Premier Foods boss Gavin Darby looks increasingly vulnerable after an activist fund run by Wall Street billionaire John Paulson was confirmed to have more than tripled its stake in the group to 6.1 per cent.
Alongside Hong Kong-based Oasis Management Company – which is run by corporate raider Seth Fischer – which holds 9.3 per cent of shares, Paulson & Co is calling for Darby to be sacked and has accused him of ‘gross mismanagement’.
Premier Foods boss Gavin Darby, who earned £1.2 million last year, future has been cast into doubt after two US hedge fund bosses called for him to be sacked
The manoeuvres come before a showdown at Premier’s annual general meeting next Wednesday.

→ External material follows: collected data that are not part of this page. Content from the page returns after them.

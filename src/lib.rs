pub mod config;
pub mod core;
pub mod models;

pub use crate::config::Config;
pub use crate::core::frames::decode_video_to_frames;
pub use crate::core::loader::load_video;
pub use crate::core::subtitle::SubtitleFetcher;

pub fn init_logging() {
    // env_logger on desktop; RUST_LOG overrides the default level
    let _ = env_logger::Builder::from_env(
        env_logger::Env::default().default_filter_or("info"),
    )
    .try_init();
}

Paulson’s fund yesterday confirmed it had a 6.1 per cent stake in a regulatory filing, up from 2 per cent previously and making it the third-biggest shareholder.
The 62-year-old raked in £11billion – the largest one-year payout ever in financial markets – after he bet against risky sub-prime mortgages before the market collapsed in 2007.
The activist fund run by John Paulson, pictured right , now holds a 6.1% stake in Premier Foods while Oasis Management Company, run by Seth Fischer, left, holds 9.3%
The father-of-two is worth about £4.7billion and owns luxury properties in New York, including a 28,500 sq ft Manhattan townhouse and a three-acre beach-side retreat in the Hamptons area of Long Island.
The greatest trade
Hedge fund boss John Paulson is famed for making ‘the greatest ever trade’ during the 2007 financial crisis.
The tycoon bet against bonds backed by sub-prime mortgages using credit default swaps used by investment banks to fund loans.
Paulson’s trades began in 2005 when he had a series of vague concerns about the economy and the housing market. But when it collapsed in 2007, he made £11billion for his firm.
The following year he transformed the trade into more of a bet against financial firms and made another £3.8billion.
Paulson & Co’s portfolio manager Orkun Kilic said Premier Foods urgently needed new management.
The fund and other Darby critics say he is overpaid and has presided over a ‘zombie-like’ company for the past five years.
They are also particularly critical of a decision to rebuff takeover approaches from US spice maker McCormick in 2016, with Premier’s share price tumbling by more than 30 per cent since.
Oasis has also been campaigning against Darby for years. It is run by Seth Fischer, an Israeli Defence Force veteran who founded the firm in 2002.
He made tens of millions of pounds from his investment in Nintendo thanks to the runaway success of the mobile game Pokemon Go.
An Oasis spokesman said: ‘Gavin Darby has overseen five years of failure. We have completely lost faith in him. It is time for change. The status quo is no longer tenable.’
But Premier’s board has urged shareholders to rally behind Darby. The embattled chief executive has also been supported by top shareholder Nissin Foods, influential advisory groups Glass Lewis and Institutional Shareholder Services, and Lord MacLaurin and Lord Price, former bosses at Tesco and Waitrose respectively.
Price has claimed Premier Foods’ troubles are down to structural problems in the market and backed Darby.
He said: ‘If these activist investors succeed in removing him they risk destroying significant value, rather than creating it.’